Welcome to

Pay & Research is a platform tailored to facilitate access to Leumit Health Services (HMO) medical data, enhancing research, development, and feasibility studies. It serves healthcare startups, entrepreneurs, academic entities, and research institutions, aiming to address and simplify common obstacles faced in healthcare innovation.


Changing the Rules
of Engagement

Reduced Costs

Accessing medical data for research and development can be expensive.
Our innovative engagement model enables Leumit Start to give you fast, easy and significantly cheaper access to our comprehensive synthetic medical records for 2,500 Euro + VAT.

Reduced Time

The process of signing a data sharing agreement might take months.
However, in Pay & Research, our online agreement streamlines the typically long legal procedures both parties go through for such collaborations, accomplishing it within just two working days.

Reduced Bureaucracy

Signing collaboration agreement and obtaining IRB approval (Helsinki) consist of a lot of paper-work.
By signing online on a generic agreement, and by using Synthetic data we reduced the bureaucracy to minimum.



Read carefully and understand our general Terms & Conditions and the Term of Use Agreement, explore “The Data” description page and make sure we have the data you’re looking for.


Sign & Pay

Accept the Term of Use Agreement, after which we’ll call you to schedule a video meeting to verify your identity.

Upon completion of this procedure, you’ll receive an email containing a link that will allow you to sign-in and purchase a Virtual Lab Room.



Get Access

You will be provided with guidance on connecting to the Virtual Lab Room, where you can proceed to install your analysis tools.
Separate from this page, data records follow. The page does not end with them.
//! Spot and gateway dimensions.
//!
//! Sections hold `spot` rows identified by `id` (and `gw` when the spot is
//! served by a gateway) and `gw` rows identified by `id`. Adding a spot or
//! a gateway clones existing rows so every (gateway, spot) combination the
//! section covers gets its own row, inserted right after its source row.
//!
//! Rows are walked over a snapshot of the section, so clones are never
//! revisited, and a clone is skipped when the section already holds a row
//! with the same identity. Calling an add operation twice is the same as
//! calling it once.

use crate::error::XmlConfError;
use crate::store::XmlConfig;
use crate::tree::{Document, NodeId};

pub const SPOT_TAG: &str = "spot";
pub const GW_TAG: &str = "gw";
pub const ID_ATTR: &str = "id";
pub const GW_ATTR: &str = "gw";

fn is_spot(doc: &Document, id: NodeId) -> bool {
    doc.name(id) == SPOT_TAG
}

fn is_gw(doc: &Document, id: NodeId) -> bool {
    doc.name(id) == GW_TAG
}

/// Whether `section` already has a spot row `(gw, spot_id)`.
fn has_spot(doc: &Document, section: NodeId, gw: Option<&str>, spot_id: &str) -> bool {
    doc.elements(section).into_iter().any(|row| {
        is_spot(doc, row)
            && doc.attribute(row, ID_ATTR) == Some(spot_id)
            && doc.attribute(row, GW_ATTR) == gw
    })
}

fn has_gw(doc: &Document, section: NodeId, gw_id: &str) -> bool {
    doc.elements(section)
        .into_iter()
        .any(|row| is_gw(doc, row) && doc.attribute(row, ID_ATTR) == Some(gw_id))
}

/// Clone `row` right after itself with `attribute` set to `value`.
fn clone_after(doc: &mut Document, row: NodeId, attribute: &str, value: &str) -> NodeId {
    let copy = doc.clone_subtree(row);
    doc.set_attribute(copy, attribute, value);
    doc.insert_after(row, copy);
    copy
}

/// Add `spot_id` to one section. Returns the number of rows created.
pub(crate) fn add_spot_in(doc: &mut Document, section: NodeId, spot_id: &str) -> usize {
    let mut gws: Vec<String> = Vec::new();
    let mut spots: Vec<String> = vec![spot_id.to_string()];
    let mut added = 0;

    for row in doc.elements(section) {
        if !is_spot(doc, row) {
            continue;
        }
        let id = doc.attribute(row, ID_ATTR).map(str::to_string);
        let Some(gw) = doc.attribute(row, GW_ATTR).map(str::to_string) else {
            // gateway-less spots: one copy of the first row is enough
            if !has_spot(doc, section, None, spot_id) {
                clone_after(doc, row, ID_ATTR, spot_id);
                added += 1;
            }
            break;
        };

        let spot_seen = id.as_ref().is_some_and(|id| spots.contains(id));
        if gws.contains(&gw) {
            if spot_seen {
                break;
            }
            spots.extend(id);
            continue;
        }
        gws.push(gw.clone());
        spots.extend(id);

        if !has_spot(doc, section, Some(&gw), spot_id) {
            clone_after(doc, row, ID_ATTR, spot_id);
            added += 1;
        }
    }
    added
}

/// Add `gw_id` to one section. Returns the number of rows created.
pub(crate) fn add_gw_in(doc: &mut Document, section: NodeId, gw_id: &str) -> usize {
    let mut gws: Vec<String> = vec![gw_id.to_string()];
    let mut spots: Vec<String> = Vec::new();
    let mut added = 0;

    for row in doc.elements(section) {
        if is_spot(doc, row) {
            let (Some(gw), Some(id)) = (
                doc.attribute(row, GW_ATTR).map(str::to_string),
                doc.attribute(row, ID_ATTR).map(str::to_string),
            ) else {
                continue;
            };
            if (gws.contains(&gw) && spots.contains(&id)) || gw == gw_id {
                break;
            }
            if !gws.contains(&gw) && spots.contains(&id) {
                gws.push(gw);
                continue;
            }
            if !has_spot(doc, section, Some(gw_id), &id) {
                clone_after(doc, row, GW_ATTR, gw_id);
                added += 1;
            }
            spots.push(id);
        } else if is_gw(doc, row) {
            let Some(id) = doc.attribute(row, ID_ATTR) else {
                continue;
            };
            if id == gw_id {
                break;
            }
            if !has_gw(doc, section, gw_id) {
                clone_after(doc, row, ID_ATTR, gw_id);
                added += 1;
            }
        }
    }
    added
}

/// Detach the direct children of `section` matching `predicate`.
fn remove_rows(
    doc: &mut Document,
    section: NodeId,
    predicate: impl Fn(&Document, NodeId) -> bool,
) -> usize {
    let view: &Document = doc;
    let doomed: Vec<NodeId> = view
        .elements(section)
        .into_iter()
        .filter(|row| predicate(view, *row))
        .collect();
    for row in &doomed {
        doc.detach(*row);
    }
    doomed.len()
}

fn spot_matches(spot_id: &str) -> impl Fn(&Document, NodeId) -> bool + '_ {
    move |doc: &Document, row: NodeId| {
        is_spot(doc, row) && doc.attribute(row, ID_ATTR) == Some(spot_id)
    }
}

fn gw_matches(gw_id: &str) -> impl Fn(&Document, NodeId) -> bool + '_ {
    move |doc: &Document, row: NodeId| {
        (is_spot(doc, row) && doc.attribute(row, GW_ATTR) == Some(gw_id))
            || (is_gw(doc, row) && doc.attribute(row, ID_ATTR) == Some(gw_id))
    }
}

impl XmlConfig {
    /// Replicate spot rows for `spot_id` in every section.
    pub fn add_spot(&mut self, spot_id: &str) -> usize {
        let sections = self.get_sections();
        let doc = self.document_mut();
        let added: usize = sections
            .into_iter()
            .map(|section| add_spot_in(doc, section, spot_id))
            .sum();
        tracing::debug!(spot = spot_id, added, "spot added");
        added
    }

    /// Remove every spot row with id `spot_id`.
    pub fn remove_spot(&mut self, spot_id: &str) -> usize {
        let sections = self.get_sections();
        let doc = self.document_mut();
        let removed: usize = sections
            .into_iter()
            .map(|section| remove_rows(doc, section, spot_matches(spot_id)))
            .sum();
        tracing::debug!(spot = spot_id, removed, "spot removed");
        removed
    }

    /// Replicate spot and gateway rows for `gw_id` in every section.
    pub fn add_gw(&mut self, gw_id: &str) -> usize {
        let sections = self.get_sections();
        let doc = self.document_mut();
        let added: usize = sections
            .into_iter()
            .map(|section| add_gw_in(doc, section, gw_id))
            .sum();
        tracing::debug!(gw = gw_id, added, "gateway added");
        added
    }

    /// [`add_gw`](Self::add_gw) restricted to the section at `section_path`.
    pub fn add_gw_in(&mut self, section_path: &str, gw_id: &str) -> Result<usize, XmlConfError> {
        let section = self.document().resolve_one(section_path)?;
        let added = add_gw_in(self.document_mut(), section, gw_id);
        tracing::debug!(section = section_path, gw = gw_id, added, "gateway added");
        Ok(added)
    }

    /// Remove every row served by or describing gateway `gw_id`.
    pub fn remove_gw(&mut self, gw_id: &str) -> usize {
        let sections = self.get_sections();
        let doc = self.document_mut();
        let removed: usize = sections
            .into_iter()
            .map(|section| remove_rows(doc, section, gw_matches(gw_id)))
            .sum();
        tracing::debug!(gw = gw_id, removed, "gateway removed");
        removed
    }

    pub fn remove_gw_in(&mut self, section_path: &str, gw_id: &str) -> Result<usize, XmlConfError> {
        let section = self.document().resolve_one(section_path)?;
        let removed = remove_rows(self.document_mut(), section, gw_matches(gw_id));
        tracing::debug!(section = section_path, gw = gw_id, removed, "gateway removed");
        Ok(removed)
    }
}

#[cfg(test)]
mod tests {
    use super::*;

    fn section(xml: &str) -> (Document, NodeId) {
        let doc = Document::parse(&format!("<configuration><band>{xml}</band></configuration>"))
            .unwrap();
        let section = doc.elements(doc.root())[0];
        (doc, section)
    }

    /// `(gw, id)` of every spot row, `("gw", id)` for gateway rows.
    fn rows(doc: &Document, section: NodeId) -> Vec<(String, String)> {
        doc.elements(section)
            .into_iter()
            .map(|row| {
                let id = doc.attribute(row, ID_ATTR).unwrap_or_default().to_string();
                if is_gw(doc, row) {
                    ("gw".to_string(), id)
                } else {
                    (doc.attribute(row, GW_ATTR).unwrap_or("-").to_string(), id)
                }
            })
            .collect()
    }

    fn pairs(expected: &[(&str, &str)]) -> Vec<(String, String)> {
        expected
            .iter()
            .map(|(a, b)| ((*a).to_string(), (*b).to_string()))
            .collect()
    }

    #[test]
    fn new_spot_follows_its_source_row() {
        let (mut doc, band) = section(r#"<spot id="10" gw="1"><bw>5</bw></spot>"#);
        assert_eq!(add_spot_in(&mut doc, band, "11"), 1);
        assert_eq!(rows(&doc, band), pairs(&[("1", "10"), ("1", "11")]));
        let copy = doc.elements(band)[1];
        assert_eq!(doc.node(doc.elements(copy)[0]).text(), Some("5"));
    }

    #[test]
    fn add_spot_covers_every_gateway_once() {
        let (mut doc, band) = section(
            r#"<spot id="1" gw="0"/><spot id="2" gw="0"/><spot id="1" gw="1"/><spot id="2" gw="1"/>"#,
        );
        assert_eq!(add_spot_in(&mut doc, band, "3"), 2);
        assert_eq!(
            rows(&doc, band),
            pairs(&[
                ("0", "1"),
                ("0", "3"),
                ("0", "2"),
                ("1", "1"),
                ("1", "3"),
                ("1", "2"),
            ])
        );
    }

    #[test]
    fn add_spot_is_idempotent() {
        let (mut doc, band) = section(r#"<spot id="1" gw="0"/><spot id="1" gw="1"/>"#);
        add_spot_in(&mut doc, band, "2");
        let once = rows(&doc, band);
        assert_eq!(add_spot_in(&mut doc, band, "2"), 0);
        assert_eq!(rows(&doc, band), once);
    }

    #[test]
    fn gateway_less_spots_copy_the_first_row() {
        let (mut doc, band) = section(r#"<spot id="1"/><spot id="2"/>"#);
        assert_eq!(add_spot_in(&mut doc, band, "3"), 1);
        assert_eq!(rows(&doc, band), pairs(&[("-", "1"), ("-", "3"), ("-", "2")]));
        assert_eq!(add_spot_in(&mut doc, band, "3"), 0);
    }

    #[test]
    fn add_gw_clones_spot_and_gateway_rows() {
        let (mut doc, band) = section(r#"<gw id="0"/><spot id="1" gw="0"/><spot id="2" gw="0"/>"#);
        assert_eq!(add_gw_in(&mut doc, band, "1"), 3);
        assert_eq!(
            rows(&doc, band),
            pairs(&[
                ("gw", "0"),
                ("gw", "1"),
                ("0", "1"),
                ("1", "1"),
                ("0", "2"),
                ("1", "2"),
            ])
        );
        assert_eq!(add_gw_in(&mut doc, band, "1"), 0);
    }

    #[test]
    fn removal_targets_matching_rows_only() {
        let (mut doc, band) = section(
            r#"<gw id="0"/><gw id="1"/><spot id="1" gw="0"/><spot id="1" gw="1"/><spot id="2" gw="1"/>"#,
        );
        assert_eq!(remove_rows(&mut doc, band, gw_matches("1")), 3);
        assert_eq!(rows(&doc, band), pairs(&[("gw", "0"), ("0", "1")]));
        assert_eq!(remove_rows(&mut doc, band, spot_matches("1")), 1);
        assert_eq!(rows(&doc, band), pairs(&[("gw", "0")]));
    }
}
Following the installation, we will upload the synthetic data set to your Lab Room, enabling you to begin your work.

About the
Data set

The data intended for sharing is a “one size fits all” synthetic data, based on real-world, raw data from Leumit’s EMR.

The synthetic data represents patients’ information from 2003 until June 2018 but due to the synthesis process the data will be spread beyond this range (for computational reasons only).

The data contains information on approximately 130,000 synthetic patients in a distribution close to reality in Leumit. The data however, does not claim to be a full representation of the population. For a more in-depth explanation, please refer to the attached file below.

This cohort is randomly selected and is a representative sample of the population in terms of demographic, medical condition and other aspects. The synthetic data is structured in such a way that it simulates the statistical behavior of the real population and enables a reliable analysis and a very close approximation to the real-world data.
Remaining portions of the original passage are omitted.